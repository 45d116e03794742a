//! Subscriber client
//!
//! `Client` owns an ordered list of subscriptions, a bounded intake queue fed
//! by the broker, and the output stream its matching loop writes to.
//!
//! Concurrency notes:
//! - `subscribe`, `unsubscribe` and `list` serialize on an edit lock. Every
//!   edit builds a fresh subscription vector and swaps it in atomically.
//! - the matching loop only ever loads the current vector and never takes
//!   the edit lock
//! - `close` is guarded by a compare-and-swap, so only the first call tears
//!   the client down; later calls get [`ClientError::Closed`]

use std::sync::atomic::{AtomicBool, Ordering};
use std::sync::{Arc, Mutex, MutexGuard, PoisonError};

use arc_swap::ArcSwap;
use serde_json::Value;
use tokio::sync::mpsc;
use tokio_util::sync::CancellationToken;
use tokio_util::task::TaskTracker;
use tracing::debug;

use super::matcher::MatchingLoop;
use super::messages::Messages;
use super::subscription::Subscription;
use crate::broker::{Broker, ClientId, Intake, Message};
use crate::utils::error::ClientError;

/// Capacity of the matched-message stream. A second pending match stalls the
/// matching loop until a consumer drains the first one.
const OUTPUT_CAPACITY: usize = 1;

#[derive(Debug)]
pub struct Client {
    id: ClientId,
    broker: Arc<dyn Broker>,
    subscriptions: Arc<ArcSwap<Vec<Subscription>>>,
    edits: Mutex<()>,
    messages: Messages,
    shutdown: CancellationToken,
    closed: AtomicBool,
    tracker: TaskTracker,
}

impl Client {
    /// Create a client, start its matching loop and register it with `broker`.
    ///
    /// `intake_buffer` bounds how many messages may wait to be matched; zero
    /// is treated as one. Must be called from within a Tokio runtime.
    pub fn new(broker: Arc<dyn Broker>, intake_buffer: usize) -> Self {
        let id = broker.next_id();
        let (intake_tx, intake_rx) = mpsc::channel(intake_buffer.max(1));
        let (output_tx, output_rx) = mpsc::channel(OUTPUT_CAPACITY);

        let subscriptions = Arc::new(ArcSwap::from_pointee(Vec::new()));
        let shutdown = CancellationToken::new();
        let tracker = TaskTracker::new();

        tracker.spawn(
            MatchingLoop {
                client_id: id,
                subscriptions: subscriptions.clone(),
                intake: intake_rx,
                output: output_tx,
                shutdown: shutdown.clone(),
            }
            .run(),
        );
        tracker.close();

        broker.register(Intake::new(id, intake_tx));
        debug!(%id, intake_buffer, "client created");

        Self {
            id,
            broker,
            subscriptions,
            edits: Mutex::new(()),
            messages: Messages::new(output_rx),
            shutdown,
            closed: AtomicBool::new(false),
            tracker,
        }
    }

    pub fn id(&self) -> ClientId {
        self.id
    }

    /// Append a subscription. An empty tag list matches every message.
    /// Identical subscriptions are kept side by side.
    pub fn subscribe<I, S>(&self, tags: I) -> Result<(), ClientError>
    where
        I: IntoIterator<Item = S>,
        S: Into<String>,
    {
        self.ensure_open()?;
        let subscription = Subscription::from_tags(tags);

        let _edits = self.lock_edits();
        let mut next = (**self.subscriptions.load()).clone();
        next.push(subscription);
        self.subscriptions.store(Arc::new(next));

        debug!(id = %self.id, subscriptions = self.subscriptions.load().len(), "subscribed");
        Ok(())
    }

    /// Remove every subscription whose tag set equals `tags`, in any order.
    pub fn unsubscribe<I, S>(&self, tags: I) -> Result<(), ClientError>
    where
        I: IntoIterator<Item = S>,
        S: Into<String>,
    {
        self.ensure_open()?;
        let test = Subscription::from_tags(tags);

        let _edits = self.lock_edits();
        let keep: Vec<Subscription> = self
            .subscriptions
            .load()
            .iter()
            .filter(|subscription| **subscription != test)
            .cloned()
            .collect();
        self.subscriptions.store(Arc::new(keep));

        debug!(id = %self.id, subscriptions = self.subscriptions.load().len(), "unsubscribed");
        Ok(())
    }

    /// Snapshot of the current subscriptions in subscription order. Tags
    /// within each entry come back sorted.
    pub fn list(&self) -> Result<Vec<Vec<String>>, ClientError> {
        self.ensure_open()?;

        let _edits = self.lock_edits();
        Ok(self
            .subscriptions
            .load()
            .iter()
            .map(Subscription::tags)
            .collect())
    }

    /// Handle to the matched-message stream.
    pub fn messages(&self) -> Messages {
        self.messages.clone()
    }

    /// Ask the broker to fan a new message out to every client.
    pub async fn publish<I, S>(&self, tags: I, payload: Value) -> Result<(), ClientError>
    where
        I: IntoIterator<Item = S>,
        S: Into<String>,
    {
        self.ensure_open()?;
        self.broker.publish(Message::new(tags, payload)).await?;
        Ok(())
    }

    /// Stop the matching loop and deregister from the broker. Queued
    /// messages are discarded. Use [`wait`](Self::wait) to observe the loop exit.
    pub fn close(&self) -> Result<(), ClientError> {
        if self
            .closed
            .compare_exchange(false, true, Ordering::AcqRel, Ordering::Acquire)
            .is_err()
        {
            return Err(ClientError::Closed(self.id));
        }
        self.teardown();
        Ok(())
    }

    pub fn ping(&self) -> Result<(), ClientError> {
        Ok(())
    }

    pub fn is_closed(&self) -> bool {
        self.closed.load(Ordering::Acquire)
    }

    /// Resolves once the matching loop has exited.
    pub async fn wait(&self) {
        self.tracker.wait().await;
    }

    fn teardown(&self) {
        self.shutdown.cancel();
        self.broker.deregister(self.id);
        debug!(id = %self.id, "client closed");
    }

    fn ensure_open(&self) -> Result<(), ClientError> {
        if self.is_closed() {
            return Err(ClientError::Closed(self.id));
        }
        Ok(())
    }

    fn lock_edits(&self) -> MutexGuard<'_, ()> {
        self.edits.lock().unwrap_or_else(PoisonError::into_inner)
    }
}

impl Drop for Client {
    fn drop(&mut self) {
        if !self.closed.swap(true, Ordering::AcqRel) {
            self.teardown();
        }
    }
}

*****

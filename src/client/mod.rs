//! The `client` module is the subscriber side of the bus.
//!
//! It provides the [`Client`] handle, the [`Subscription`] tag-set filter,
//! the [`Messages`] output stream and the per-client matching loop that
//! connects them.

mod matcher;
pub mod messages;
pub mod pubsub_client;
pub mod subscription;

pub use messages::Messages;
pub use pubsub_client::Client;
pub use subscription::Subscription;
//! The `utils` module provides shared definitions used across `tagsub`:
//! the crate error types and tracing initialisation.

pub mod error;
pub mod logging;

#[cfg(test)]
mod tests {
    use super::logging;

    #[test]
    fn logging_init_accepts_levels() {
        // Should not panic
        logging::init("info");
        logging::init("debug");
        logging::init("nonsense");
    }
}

*****

(Your assignment): One stretch of the lines above is wanted, from the line that contains "repository 45d116e03794742a" through the line that contains "be matched; zero". Output it exactly.

(Answer to the problem):
repository 45d116e03794742a
//! Subscriber client
//!
//! `Client` owns an ordered list of subscriptions, a bounded intake queue fed
//! by the broker, and the output stream its matching loop writes to.
//!
//! Concurrency notes:
//! - `subscribe`, `unsubscribe` and `list` serialize on an edit lock. Every
//!   edit builds a fresh subscription vector and swaps it in atomically.
//! - the matching loop only ever loads the current vector and never takes
//!   the edit lock
//! - `close` is guarded by a compare-and-swap, so only the first call tears
//!   the client down; later calls get [`ClientError::Closed`]

use std::sync::atomic::{AtomicBool, Ordering};
use std::sync::{Arc, Mutex, MutexGuard, PoisonError};

use arc_swap::ArcSwap;
use serde_json::Value;
use tokio::sync::mpsc;
use tokio_util::sync::CancellationToken;
use tokio_util::task::TaskTracker;
use tracing::debug;

use super::matcher::MatchingLoop;
use super::messages::Messages;
use super::subscription::Subscription;
use crate::broker::{Broker, ClientId, Intake, Message};
use crate::utils::error::ClientError;

/// Capacity of the matched-message stream. A second pending match stalls the
/// matching loop until a consumer drains the first one.
const OUTPUT_CAPACITY: usize = 1;

#[derive(Debug)]
pub struct Client {
    id: ClientId,
    broker: Arc<dyn Broker>,
    subscriptions: Arc<ArcSwap<Vec<Subscription>>>,
    edits: Mutex<()>,
    messages: Messages,
    shutdown: CancellationToken,
    closed: AtomicBool,
    tracker: TaskTracker,
}

impl Client {
    /// Create a client, start its matching loop and register it with `broker`.
    ///
    /// `intake_buffer` bounds how many messages may wait to be matched; zero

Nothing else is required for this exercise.